Two main characteristics make the Computer Security Group at UCSB uniquely qualified to lead projects that range from botnets to voting machines to national security.

"On the one hand, we're academics, so our approach to problems is based on the scientific method and theoretical modeling," explained Vigna. "But we also have the skills and knowledge to be very practical and rooted in the real world. When we do research, it's very applied and we create tools the whole world can use. Other academics do proofs of concepts, but we go a step further and actually build programs that people can use to protect themselves."

"We want our ideas to be used in practice," said Kemmerer, who also holds UCSB's Computer Science Leadership Endowed Chair. "In order to do this, we build tools that implement the novel research ideas we come up with. Making these tools available free on the Internet allows other researchers to build on our work and to validate that it functions as advertised. In addition to providing tools to practitioners and other researchers, this is just good science."

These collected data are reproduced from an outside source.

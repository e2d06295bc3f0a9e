//! Report assembly: narrative plus chart references into one Markdown file.
//!
//! This is the only component that writes the report. The report is always
//! produced once the profile exists; a failed narrative is rendered as a
//! clearly marked placeholder, never as silent empty output.

use crate::error::{AnalysisError, Result};
use crate::types::{ChartArtifact, NarrativeFailure, NarrativeResult};
use chrono::Local;
use std::fs;
use std::path::{Path, PathBuf};
use tracing::info;

/// Fixed report file name inside the output directory.
pub const REPORT_FILE_NAME: &str = "README.md";

/// Assembler for the final Markdown report.
pub struct ReportAssembler;

impl ReportAssembler {
    /// Write the report and return its path.
    ///
    /// Chart images are referenced by file name in production order; the
    /// report lives in the same directory as the charts.
    pub fn write_report(
        output_dir: &Path,
        dataset_name: &str,
        narrative: &NarrativeResult,
        charts: &[ChartArtifact],
    ) -> Result<PathBuf> {
        let body = Self::render(dataset_name, narrative, charts);
        let path = output_dir.join(REPORT_FILE_NAME);
        fs::write(&path, body).map_err(|e| {
            AnalysisError::ReportFailed(format!("{}: {e}", path.display()))
        })?;
        info!(report = %path.display(), charts = charts.len(), "report written");
        Ok(path)
    }

    fn render(
        dataset_name: &str,
        narrative: &NarrativeResult,
        charts: &[ChartArtifact],
    ) -> String {
        let mut body = String::new();
        body.push_str("# Analysis Report\n\n");
        body.push_str(&format!("## Dataset: {dataset_name}\n\n"));
        body.push_str(&format!(
            "Generated: {}\n\n",
            Local::now().format("%Y-%m-%d %H:%M:%S")
        ));

        body.push_str("## Insights\n\n");
        match narrative {
            NarrativeResult::Text(text) => {
                body.push_str(text.trim());
                body.push('\n');
            }
            NarrativeResult::Failed { kind, message } => {
                let headline = match kind {
                    NarrativeFailure::Auth => {
                        "Narrative generation failed: the service rejected the credential."
                    }
                    NarrativeFailure::Exhausted => {
                        "Narrative generation failed after exhausting all retry attempts."
                    }
                    NarrativeFailure::Disabled => {
                        "Narrative generation was disabled for this run."
                    }
                };
                body.push_str(&format!("> {headline}\n>\n> {message}\n"));
            }
        }

        body.push_str("\n## Visualizations\n\n");
        if charts.is_empty() {
            body.push_str("No charts were produced for this dataset.\n");
        } else {
            for chart in charts {
                let file_name = chart
                    .path
                    .file_name()
                    .map(|n| n.to_string_lossy().into_owned())
                    .unwrap_or_else(|| chart.path.display().to_string());
                body.push_str(&format!(
                    "![{}]({})\n",
                    chart.kind.display_name(),
                    file_name
                ));
            }
        }

        body
    }
}

#[cfg(test)]
mod tests {
    use super::*;
    use crate::types::ChartKind;

    fn chart(kind: ChartKind, name: &str) -> ChartArtifact {
        ChartArtifact {
            kind,
            path: PathBuf::from("out").join(name),
        }
    }

    #[test]
    fn test_report_contains_narrative_text() {
        let body = ReportAssembler::render(
            "sales.csv",
            &NarrativeResult::Text("The data shows a clear upward trend.".to_string()),
            &[],
        );
        assert!(body.contains("# Analysis Report"));
        assert!(body.contains("## Dataset: sales.csv"));
        assert!(body.contains("upward trend"));
        assert!(body.contains("No charts were produced"));
    }

    #[test]
    fn test_report_marks_narrative_failure() {
        let body = ReportAssembler::render(
            "sales.csv",
            &NarrativeResult::Failed {
                kind: NarrativeFailure::Exhausted,
                message: "failed after 3 attempts; last error: connection refused".to_string(),
            },
            &[],
        );
        assert!(body.contains("exhausting all retry attempts"));
        assert!(body.contains("connection refused"));
    }

    #[test]
    fn test_report_references_charts_in_order() {
        let charts = vec![
            chart(ChartKind::CorrelationHeatmap, "correlation_heatmap.png"),
            chart(ChartKind::Distribution, "price_distribution.png"),
            chart(ChartKind::ScatterMatrix, "scatter_matrix.png"),
        ];
        let body = ReportAssembler::render(
            "data.csv",
            &NarrativeResult::Text("ok".to_string()),
            &charts,
        );

        let heatmap = body.find("(correlation_heatmap.png)").unwrap();
        let histogram = body.find("(price_distribution.png)").unwrap();
        let scatter = body.find("(scatter_matrix.png)").unwrap();
        assert!(heatmap < histogram && histogram < scatter);
        // References carry file names only, not output-directory paths.
        assert!(!body.contains("(out/"));
    }

    #[test]
    fn test_write_report_creates_file() {
        let dir = tempfile::tempdir().unwrap();
        let path = ReportAssembler::write_report(
            dir.path(),
            "data.csv",
            &NarrativeResult::Failed {
                kind: NarrativeFailure::Disabled,
                message: "narrative disabled via --no-narrative".to_string(),
            },
            &[],
        )
        .unwrap();

        assert_eq!(path, dir.path().join(REPORT_FILE_NAME));
        let written = std::fs::read_to_string(&path).unwrap();
        assert!(written.contains("disabled for this run"));
    }

    #[test]
    fn test_write_report_fails_with_report_error() {
        let result = ReportAssembler::write_report(
            Path::new("/nonexistent/definitely/missing"),
            "data.csv",
            &NarrativeResult::Text("ok".to_string()),
            &[],
        );
        assert!(matches!(result, Err(AnalysisError::ReportFailed(_))));
    }
}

Combining academic and real-world pursuits was not always the premise of the Computer Security Group. It began 28 years ago as the Reliable Software Group with Kemmerer at the helm. His research involved several different areas of system dependability. Security was one piece of the reliable software puzzle. When Vigna came to UCSB in 1997 as a postdoctoral researcher, he brought his experience as a network engineer –– and a hacker –– and he and Kemmerer began collaborating on new ideas.

"It was probably the result of a synergy between my more low-level approach and his theoretical perspective," Vigna said. When Kruegel joined the team, that synergy became even stronger. "We have a group that is very uniquely positioned with respect to the international scene," noted Vigna.

Kruegel, who had been a postdoctoral student at UCSB, left the university to join the faculty of the Technical University of Vienna. In 2005, he established the International Secure Systems Lab in Vienna, which also operates facilities at the Institute Eurécom on the French Riviera and at UCSB. He returned to the computer science department at UCSB in 2008.